EXERCISE DETAILS: Lines before the one containing "word.set_side(from.opposite(), translation);" are left out; return that line and all lines after it, exactly, through the end of the records below.

--- EXCERPTED DATA Enclosed Below ---

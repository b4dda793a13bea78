//! Persistent saved-word store: a single JSON document holding a flat,
//! insertion-ordered list of [`CachedWord`] records.
//!
//! Every operation is a full read-modify-write round trip; nothing holds a
//! writable handle between operations. Reads degrade gracefully (corrupt or
//! missing payloads are an empty list); writes and clears surface failures,
//! since silently losing a save would be worse than an explicit error.

use std::path::PathBuf;

use geirio_config::cache::CacheConfig;
use geirio_translate::Translator;
use geirio_types::{CachedWord, DefinitionBlock, Lang};
use serde::{Deserialize, Serialize};
use serde_json::Value;

const STORE_VERSION: u32 = 1;

#[derive(Serialize, Deserialize)]
struct StoreFile {
    version: u32,
    words: Vec<CachedWord>,
}

#[derive(Debug, thiserror::Error)]
pub enum StoreError {
    #[error("failed to write word store: {0}")]
    Io(#[from] std::io::Error),

    #[error("failed to serialize word store: {0}")]
    Serialize(#[from] serde_json::Error),
}

pub struct WordStore {
    path: PathBuf,
}

impl WordStore {
    pub fn new(config: &CacheConfig) -> Self {
        Self::at_path(PathBuf::from(&config.path))
    }

    pub fn at_path(path: PathBuf) -> Self {
        Self { path }
    }

    /// All saved words in insertion order. Missing or corrupt payloads are
    /// an empty list, never an error.
    pub async fn get_all(&self) -> Vec<CachedWord> {
        let raw = match tokio::fs::read_to_string(&self.path).await {
            Ok(raw) => raw,
            Err(e) if e.kind() == std::io::ErrorKind::NotFound => return Vec::new(),
            Err(e) => {
                tracing::warn!(path = %self.path.display(), error = %e, "failed to read word store");
                return Vec::new();
            }
        };

        match parse_store(&raw) {
            Some(words) => words,
            None => {
                tracing::warn!(path = %self.path.display(), "corrupt word store, treating as empty");
                Vec::new()
            }
        }
    }

    /// Append a word unless one with the same Welsh headword already
    /// exists (trimmed, case-insensitive). First write wins; a duplicate
    /// add is a silent no-op returning `false`.
    pub async fn add(&self, word: CachedWord) -> Result<bool, StoreError> {
        let mut words = self.get_all().await;

        let exists = words.iter().any(|existing| same_welsh(existing, &word));
        if exists {
            tracing::debug!(welsh = ?word.welsh, "word already cached, skipping");
            return Ok(false);
        }

        words.push(word);
        self.persist(&words).await?;
        Ok(true)
    }

    /// Save a word, first backfilling its missing language side through the
    /// translator. The synthesized definition uses the side opposite the
    /// user's search direction. A translation miss falls back to a plain
    /// save.
    pub async fn add_with_translation(
        &self,
        word: CachedWord,
        preferred: Lang,
        translator: &dyn Translator,
    ) -> Result<bool, StoreError> {
        let mut word = word;
        fill_missing_side(&mut word, translator).await;

        if word.definitions.as_ref().is_none_or(|d| d.is_empty()) {
            let gloss = word.side(preferred.opposite()).map(str::to_string);
            if let Some(gloss) = gloss {
                word.definitions = Some(vec![DefinitionBlock::new(gloss)]);
            }
        }

        self.add(word).await
    }

    /// Fill the missing language side of every saved word that has exactly
    /// one side, marking those records as machine-translated. The whole
    /// rewritten list is persisted once at the end. Returns the number of
    /// fields filled.
    pub async fn backfill_missing_translations(
        &self,
        translator: &dyn Translator,
    ) -> Result<usize, StoreError> {
        let mut words = self.get_all().await;
        let mut filled = 0;

        // Strictly sequential: respects the provider rate limit and keeps
        // the final bulk persist consistent.
        for word in &mut words {
            let changed = fill_missing_side(word, translator).await;
            if !changed {
                continue;
            }
            filled += 1;

            if word.definitions.as_ref().is_none_or(|d| d.is_empty()) {
                let gloss = word
                    .english
                    .clone()
                    .or_else(|| word.welsh.clone());
                if let Some(gloss) = gloss {
                    word.definitions = Some(vec![DefinitionBlock::new(gloss)]);
                }
            }
        }

        if filled > 0 {
            self.persist(&words).await?;
        }
        tracing::info!(filled, "translation backfill complete");
        Ok(filled)
    }

    /// Delete the persisted collection entirely. Unlike reads, a failure
    /// here is surfaced to the caller.
    pub async fn clear(&self) -> Result<(), StoreError> {
        match tokio::fs::remove_file(&self.path).await {
            Ok(()) => Ok(()),
            Err(e) if e.kind() == std::io::ErrorKind::NotFound => Ok(()),
            Err(e) => Err(e.into()),
        }
    }

    async fn persist(&self, words: &[CachedWord]) -> Result<(), StoreError> {
        let file = StoreFile {
            version: STORE_VERSION,
            words: words.to_vec(),
        };
        let json = serde_json::to_string(&file)?;
        tokio::fs::write(&self.path, json).await?;
        Ok(())
    }
}

/// Tolerant read: the current versioned envelope or the legacy bare array.
fn parse_store(raw: &str) -> Option<Vec<CachedWord>> {
    let value: Value = serde_json::from_str(raw).ok()?;
    match value {
        Value::Array(_) => serde_json::from_value(value).ok(),
        Value::Object(_) => serde_json::from_value::<StoreFile>(value)
            .ok()
            .map(|f| f.words),
        _ => None,
    }
}

fn same_welsh(a: &CachedWord, b: &CachedWord) -> bool {
    match (&a.welsh, &b.welsh) {
        (Some(a), Some(b)) => a.trim().to_lowercase() == b.trim().to_lowercase(),
        _ => false,
    }
}

/// Translate the missing side of a one-sided record in place. Returns
/// whether a field was filled. Records missing both sides cannot be
/// backfilled and are left untouched.
async fn fill_missing_side(word: &mut CachedWord, translator: &dyn Translator) -> bool {
    let (source, from) = match (&word.welsh, &word.english) {
        (Some(welsh), None) => (welsh.clone(), Lang::Welsh),
        (None, Some(english)) => (english.clone(), Lang::English),
        _ => return false,
    };

    match translator.translate(&source, from, from.opposite()).await {
        Some(translation) => {
            word.set_side(from.opposite(), translation);
            word.is_translated = Some(true);
            true
        }
        None => false,
    }
}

--- End of Enclosed EXCERPTED DATA ---

REPLY TO THE EXERCISE:
            word.set_side(from.opposite(), translation);
            word.is_translated = Some(true);
            true
        }
        None => false,
    }
}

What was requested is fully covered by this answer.